May 29, 2021 - World
Germany for first time recognizes mass killings in Namibia as genocide
Germany on Friday formally recognized and said it would ask for forgiveness for the early 20th century genocide of the Herero and Nama people in present-day Namibia.
Why it matters: It is the first time Germany has acknowledged the mass killings as genocide. The move comes after six years of negotiations between the German and Namibian governments, per the New York Times.
- “As a gesture of recognition of the immeasurable suffering inflicted on the victims, we want to support Namibia and the victims’ descendants with a substantial program of 1.1 billion euros [$1.3 billion] for reconstruction and development," German Foreign Minister Heiko Maas said Friday.
Background: Germany occupied Namibia from 1884-1915.

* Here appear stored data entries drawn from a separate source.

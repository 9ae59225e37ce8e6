//! Circuit breaker state machine.
//!
//! ```text
//!            failures >= threshold
//!   Closed ─────────────────────────▶ Open
//!     ▲                                │ reset timeout elapsed
//!     │ probe succeeds                 ▼
//!     └──────────────────────────── HalfOpen ──▶ Open (probe fails)
//! ```
//!
//! Time is passed in by the caller; the breaker itself holds no clock.
//!
//! A probe that never reports back (its caller gave up on it) holds the
//! half-open slot for at most one reset timeout; after that the next call
//! becomes the probe.

use crate::Timestamp;
use serde::{Deserialize, Serialize};

#[derive(Debug, Clone, Copy, PartialEq, Eq, Default, Serialize, Deserialize)]
#[serde(rename_all = "SCREAMING_SNAKE_CASE")]
pub enum CircuitState {
    #[default]
    Closed,
    Open,
    HalfOpen,
}

/// Answer to "may this call go out?".
#[derive(Debug, Clone, Copy, PartialEq, Eq)]
pub enum Admission {
    Allowed,
    /// Cool-down elapsed; this call is the single half-open probe
    Probe,
    Rejected { retry_in_ms: u64 },
}

impl Admission {
    pub fn is_allowed(self) -> bool {
        !matches!(self, Admission::Rejected { .. })
    }
}

/// Diagnostic snapshot of the breaker.
#[derive(Debug, Clone, Copy, PartialEq, Eq, Serialize, Deserialize)]
#[serde(rename_all = "camelCase")]
pub struct CircuitStatus {
    pub state: CircuitState,
    pub failure_count: u32,
    pub opened_at: Option<Timestamp>,
    pub next_attempt_at: Option<Timestamp>,
}

#[derive(Debug, Clone)]
pub struct CircuitBreaker {
    state: CircuitState,
    failure_count: u32,
    opened_at: Option<Timestamp>,
    probe_started_at: Option<Timestamp>,
    failure_threshold: u32,
    reset_timeout_ms: u64,
}

impl Default for CircuitBreaker {
    fn default() -> Self {
        Self::new(5, 60_000)
    }
}

impl CircuitBreaker {
    pub fn new(failure_threshold: u32, reset_timeout_ms: u64) -> Self {
        Self {
            state: CircuitState::Closed,
            failure_count: 0,
            opened_at: None,
            probe_started_at: None,
            failure_threshold: failure_threshold.max(1),
            reset_timeout_ms,
        }
    }

    pub fn state(&self) -> CircuitState {
        self.state
    }

    pub fn failure_count(&self) -> u32 {
        self.failure_count
    }

    /// Check whether a call may proceed at `now`.
    pub fn admit(&mut self, now: Timestamp) -> Admission {
        match self.state {
            CircuitState::Closed => Admission::Allowed,
            CircuitState::Open => {
                let reopen_at = self.opened_at.unwrap_or(now) + self.reset_timeout_ms;
                if now < reopen_at {
                    return Admission::Rejected {
                        retry_in_ms: reopen_at - now,
                    };
                }
                tracing::info!("circuit half-open, admitting probe");
                self.state = CircuitState::HalfOpen;
                self.probe_started_at = Some(now);
                Admission::Probe
            }
            CircuitState::HalfOpen => match self.probe_started_at {
                Some(started) if now < started + self.reset_timeout_ms => Admission::Rejected {
                    retry_in_ms: started + self.reset_timeout_ms - now,
                },
                Some(_) => {
                    tracing::warn!("half-open probe never settled, admitting another");
                    self.probe_started_at = Some(now);
                    Admission::Probe
                }
                None => {
                    self.probe_started_at = Some(now);
                    Admission::Probe
                }
            },
        }
    }

    pub fn record_success(&mut self) {
        if self.state != CircuitState::Closed {
            tracing::info!("circuit closed");
        }
        self.state = CircuitState::Closed;
        self.failure_count = 0;
        self.opened_at = None;
        self.probe_started_at = None;
    }

    pub fn record_failure(&mut self, now: Timestamp) {
        self.failure_count = self.failure_count.saturating_add(1);
        self.probe_started_at = None;

        let trip = self.state == CircuitState::HalfOpen || self.failure_count >= self.failure_threshold;
        if trip && self.state != CircuitState::Open {
            tracing::error!(
                failures = self.failure_count,
                reset_timeout_ms = self.reset_timeout_ms,
                "circuit opened"
            );
            self.state = CircuitState::Open;
            self.opened_at = Some(now);
        }
    }

    /// Manual reset to a closed breaker.
    pub fn reset(&mut self) {
        self.record_success();
    }

    pub fn status(&self) -> CircuitStatus {
        CircuitStatus {
            state: self.state,
            failure_count: self.failure_count,
            opened_at: self.opened_at,
            next_attempt_at: match self.state {
                CircuitState::Open => self.opened_at.map(|at| at + self.reset_timeout_ms),
                _ => None,
            },
        }
    }
}
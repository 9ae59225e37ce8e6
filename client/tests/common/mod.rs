//! In-process mock of the order API.
//!
//! Versions every order, honours `If-Match` and `If-None-Match`, answers
//! stale writes with 409 and counts every request it receives.

#![allow(dead_code)]

use std::collections::HashMap;
use std::net::SocketAddr;
use std::sync::atomic::{AtomicU64, AtomicUsize, Ordering};
use std::sync::{Arc, Mutex};
use std::time::Duration;

use axum::extract::{Path, State};
use axum::http::header::{ETAG, IF_MATCH, IF_NONE_MATCH};
use axum::http::{HeaderMap, StatusCode};
use axum::response::{IntoResponse, Response};
use axum::routing::{get, post, put};
use axum::{Json, Router};
use chrono::{TimeZone, Utc};
use comanda_client::{ClientConfig, Comanda};
use comanda_engine::{
    CloseOrder, LineItem, NewItem, NewOrder, Order, OrderId, OrderStatus, RetryPolicy,
};
use serde::Deserialize;
use serde_json::json;

/// Price of every product in the mock catalogue.
pub const UNIT_PRICE: i64 = 1_000;

#[derive(Default)]
pub struct Backend {
    orders: Mutex<HashMap<OrderId, Order>>,
    requests: AtomicUsize,
    /// Upcoming writes that lose a race against another user
    races: AtomicUsize,
    /// Artificial latency of `GET /pedidos/{id}`, applied after the read
    get_delay_ms: AtomicU64,
    next_id: AtomicU64,
}

impl Backend {
    pub fn requests(&self) -> usize {
        self.requests.load(Ordering::SeqCst)
    }

    pub fn insert(&self, order: Order) {
        self.orders.lock().unwrap().insert(order.id, order);
    }

    pub fn order(&self, id: OrderId) -> Option<Order> {
        self.orders.lock().unwrap().get(&id).cloned()
    }

    pub fn lose_races(&self, count: usize) {
        self.races.store(count, Ordering::SeqCst);
    }

    pub fn set_get_delay(&self, delay: Duration) {
        self.get_delay_ms
            .store(delay.as_millis() as u64, Ordering::SeqCst);
    }

    /// Apply a change as another user would.
    pub fn edit(&self, id: OrderId, f: impl FnOnce(&mut Order)) {
        let mut orders = self.orders.lock().unwrap();
        let order = orders.get_mut(&id).unwrap();
        f(order);
        order.version += 1;
    }

    fn hit(&self) {
        self.requests.fetch_add(1, Ordering::SeqCst);
    }

    fn next_id(&self) -> u64 {
        1_000 + self.next_id.fetch_add(1, Ordering::SeqCst)
    }
}

/// An order with two lines at `version`.
pub fn sample_order(id: OrderId, version: u64) -> Order {
    let created = Utc.timestamp_opt(1_706_745_600, 0).unwrap();
    let mut order = Order::new(id, format!("{id:06}"), 5, created)
        .with_item(LineItem::new(10, id, 7, "Picanha", 2, 4_500))
        .with_item(LineItem::new(11, id, 8, "Caipirinha", 3, 1_800));
    order.version = version;
    order
}

pub fn empty_order(id: OrderId, version: u64) -> Order {
    let created = Utc.timestamp_opt(1_706_745_600, 0).unwrap();
    let mut order = Order::new(id, format!("{id:06}"), 5, created);
    order.version = version;
    order
}

/// Client settings tuned for tests: millisecond backoff.
pub fn test_config(addr: SocketAddr) -> ClientConfig {
    let mut config = ClientConfig::new(format!("http://{addr}"));
    config.retry = RetryPolicy {
        base_delay_ms: 1,
        max_delay_ms: 5,
        ..RetryPolicy::default()
    };
    config
}

pub async fn spawn_backend() -> (Arc<Backend>, SocketAddr) {
    let backend = Arc::new(Backend::default());

    let app = Router::new()
        .route("/pedidos", post(create_order))
        .route("/pedidos/ativos", get(active_orders))
        .route("/pedidos/{id}", get(get_order))
        .route("/pedidos/{id}/itens", post(add_item))
        .route("/pedidos/{id}/itens/{item_id}/quantidade", put(update_quantity))
        .route("/pedidos/{id}/fechar", put(close_order))
        .with_state(Arc::clone(&backend));

    let listener = tokio::net::TcpListener::bind("127.0.0.1:0").await.unwrap();
    let addr = listener.local_addr().unwrap();
    tokio::spawn(async move {
        axum::serve(listener, app).await.unwrap();
    });

    (backend, addr)
}

pub fn build_client(config: ClientConfig) -> Comanda {
    let (client, _dropped) = Comanda::new(config).unwrap();
    client
}

fn etag(order: &Order) -> String {
    format!("\"v{}\"", order.version)
}

fn not_found() -> Response {
    (
        StatusCode::NOT_FOUND,
        Json(json!({ "message": "Pedido não encontrado" })),
    )
        .into_response()
}

fn conflict(current: u64) -> Response {
    (
        StatusCode::CONFLICT,
        Json(json!({ "message": "Versão desatualizada", "currentVersion": current })),
    )
        .into_response()
}

/// Lose a pending race, then compare `If-Match` with the current version.
fn check_version(backend: &Backend, order: &mut Order, headers: &HeaderMap) -> Result<(), Response> {
    let lost = backend
        .races
        .fetch_update(Ordering::SeqCst, Ordering::SeqCst, |n| n.checked_sub(1))
        .is_ok();
    if lost {
        order.version += 1;
    }

    let Some(expected) = headers.get(IF_MATCH).and_then(|v| v.to_str().ok()) else {
        return Ok(());
    };
    match expected.trim_matches('"').parse::<u64>() {
        Ok(v) if v == order.version => Ok(()),
        _ => Err(conflict(order.version)),
    }
}

fn recompute(order: &mut Order) {
    order.total_value = order.items.iter().map(|i| i.line_total).sum();
}

async fn get_order(
    State(backend): State<Arc<Backend>>,
    Path(id): Path<OrderId>,
    headers: HeaderMap,
) -> Response {
    backend.hit();

    // Read first, answer late: a slow response carries the state it saw
    let order = backend.order(id);
    let delay = backend.get_delay_ms.load(Ordering::SeqCst);
    if delay > 0 {
        tokio::time::sleep(Duration::from_millis(delay)).await;
    }

    let Some(order) = order else {
        return not_found();
    };
    let tag = etag(&order);
    if headers.get(IF_NONE_MATCH).and_then(|v| v.to_str().ok()) == Some(tag.as_str()) {
        return StatusCode::NOT_MODIFIED.into_response();
    }
    ([(ETAG, tag)], Json(order)).into_response()
}

async fn active_orders(State(backend): State<Arc<Backend>>) -> Json<Vec<Order>> {
    backend.hit();
    let orders = backend.orders.lock().unwrap();
    let mut active: Vec<Order> = orders.values().filter(|o| o.is_active()).cloned().collect();
    active.sort_by_key(|o| o.id);
    Json(active)
}

async fn create_order(State(backend): State<Arc<Backend>>, Json(new): Json<NewOrder>) -> Response {
    backend.hit();

    let id = backend.next_id();
    let created = Utc.timestamp_opt(1_706_745_600, 0).unwrap();
    let mut order = Order::new(id, format!("{id:06}"), new.unit_id, created);
    order.origin = new.origin.unwrap_or_default();
    order.note = new.note;
    for item in new.items {
        let line = LineItem::new(
            backend.next_id(),
            id,
            item.product_id,
            format!("Produto {}", item.product_id),
            item.quantity,
            UNIT_PRICE,
        );
        order.items.push(line);
    }
    recompute(&mut order);

    backend.insert(order.clone());
    (StatusCode::CREATED, Json(order)).into_response()
}

async fn add_item(
    State(backend): State<Arc<Backend>>,
    Path(id): Path<OrderId>,
    headers: HeaderMap,
    Json(item): Json<NewItem>,
) -> Response {
    backend.hit();

    let item_id = backend.next_id();
    let mut orders = backend.orders.lock().unwrap();
    let Some(order) = orders.get_mut(&id) else {
        return not_found();
    };
    if let Err(response) = check_version(&backend, order, &headers) {
        return response;
    }

    let mut line = LineItem::new(
        item_id,
        id,
        item.product_id,
        format!("Produto {}", item.product_id),
        item.quantity,
        UNIT_PRICE,
    );
    line.note = item.note;
    order.items.push(line);
    order.status = OrderStatus::InProgress;
    recompute(order);
    order.version += 1;

    Json(order.clone()).into_response()
}

#[derive(Deserialize)]
struct QuantityBody {
    quantity: u32,
}

async fn update_quantity(
    State(backend): State<Arc<Backend>>,
    Path((id, item_id)): Path<(OrderId, u64)>,
    headers: HeaderMap,
    Json(body): Json<QuantityBody>,
) -> Response {
    backend.hit();

    let mut orders = backend.orders.lock().unwrap();
    let Some(order) = orders.get_mut(&id) else {
        return not_found();
    };
    if let Err(response) = check_version(&backend, order, &headers) {
        return response;
    }
    let Some(item) = order.item_mut(item_id) else {
        return not_found();
    };

    item.set_quantity(body.quantity);
    recompute(order);
    order.version += 1;

    Json(order.clone()).into_response()
}

async fn close_order(
    State(backend): State<Arc<Backend>>,
    Path(id): Path<OrderId>,
    Json(close): Json<CloseOrder>,
) -> Response {
    backend.hit();

    let mut orders = backend.orders.lock().unwrap();
    let Some(order) = orders.get_mut(&id) else {
        return not_found();
    };
    order.status = OrderStatus::Finalized;
    order.payment_method = Some(close.payment_method);
    order.finalized_at = Some(Utc::now());
    order.version += 1;

    Json(order.clone()).into_response()
}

- Between 1904 and 1908, German soldiers killed tens of thousands of people who were part of the Herero and Nama ethnic groups, who "launched the biggest — and last — rebellion against the occupiers who had taken their lands," according to the Times.
- Historians estimate that up to 75% of the Herero and half of the Nama populations were killed.
- The United Nations and historians have long described the mass killings as the first genocide of the 20th century, per Reuters.
What they're saying: Namibian President Hage Geingob called the move "historic," but Herero paramount chief Vekuii Rukoro said the agreement between the two governments was "an insult" due to its lack of reparations, per Reuters.
- "That's a black cat in the bag instead of reparations for a crime against humanity," Rukoro told the news agency. "No self-respecting African will accept such an insult in this day and age from a so-called civilized European nation."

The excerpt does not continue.